I have been and continue to be a big fan of King's and frankly, I don't have a problem with any of his black characters in his books. As someone said earlier, for a large number of years King was the only white horror writer, or frankly, white writer period, that had black characters in his books on a regular basis. I am confused by the argument that because King portrayed his black characters as wise and intelligent, he was showing a "real" black person. What a silly thought!

A_womon wrote: "They are "just stories" but why not have stories where the black person is just a person who happens to in some instances be the wiser person with the best idea on how to resolve the problem, instead of "amazing" "super" or otherwise more than human?"
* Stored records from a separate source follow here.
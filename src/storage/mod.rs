//! Store seam
//!
//! Defines the EntityStore trait the build and verify paths talk to, and an
//! in-memory reference implementation:
//! - MemoryStore: in-process store for round-trip tests and examples
//!
//! A store session is supplied externally, single-writer, and used
//! synchronously for the duration of one table-processing call. Real
//! implementations wrap an ORM session; nothing in this SDK touches a
//! connection directly.

use crate::mapping::EntityMapping;
use crate::models::{Entity, Value};

pub mod memory;

pub use memory::MemoryStore;

/// Error type for store operations
#[derive(Debug, Clone, thiserror::Error)]
pub enum StoreError {
    /// Saving rejected one or more entities; one message per violation
    #[error("store validation failed with {} error(s)", .0.len())]
    Validation(Vec<String>),

    /// Entity metadata could not be resolved
    #[error("entity mapping unavailable: {0}")]
    Mapping(String),

    /// A lookup query failed
    #[error("query failed: {0}")]
    Query(String),

    /// A SQL script failed to execute
    #[error("script execution failed: {0}")]
    Script(String),

    /// Saving failed for a non-validation reason
    #[error("save failed: {0}")]
    Save(String),
}

/// One conjunct of a lookup predicate: `property == value`.
#[derive(Debug, Clone, PartialEq)]
pub struct LookupCriterion {
    pub property: String,
    pub value: Value,
}

/// Trait for entity store sessions
///
/// Abstracts the ORM session the fixtures are written to and read back
/// from: pending-insert registration, change-tracker attachment, ad-hoc
/// script execution, saving, metadata resolution, and predicate lookups.
pub trait EntityStore<T: Entity> {
    /// Resolve the entity type's table mapping from live metadata.
    fn mapping(&self) -> Result<EntityMapping, StoreError>;

    /// Register an entity for insertion on the next save.
    fn add(&mut self, entity: T);

    /// Attach an already-persisted entity to the change tracker without
    /// scheduling an insert.
    fn attach(&mut self, entity: T);

    /// Execute a raw SQL script against the backing database.
    fn execute_script(&mut self, sql: &str) -> Result<(), StoreError>;

    /// Persist pending changes. Validation failures report every violation
    /// message via [`StoreError::Validation`].
    fn save_changes(&mut self) -> Result<(), StoreError>;

    /// First persisted entity matching every criterion, with the named
    /// single-valued navigation properties eagerly loaded.
    fn find_first(
        &self,
        criteria: &[LookupCriterion],
        includes: &[String],
    ) -> Result<Option<T>, StoreError>;
}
That's not always the case with King's novels. And by saying such, A_womon, you're letting me know that you haven't read too many of King's novels anyway. For instance the black character in IT (I believe his name was Tim but I could be wrong), did not have any super natural power or anything else. He just happen to be one of a group of boys that went hunting for a killer. Now with the Green Mile, yeah, John Coffey was black, and had super duper powers, but the irony of the whole thing is is that if Jesus did come back, as a black man, the so called white American Christians wouldn't recognize him. They would not know what they had and would have killed him off because whether they; or any black repblican/conservative, believe it or not, racism is deeply woven into the American fabric. I don't believe the book or the movie would have been as successful if the John Coffey character was white.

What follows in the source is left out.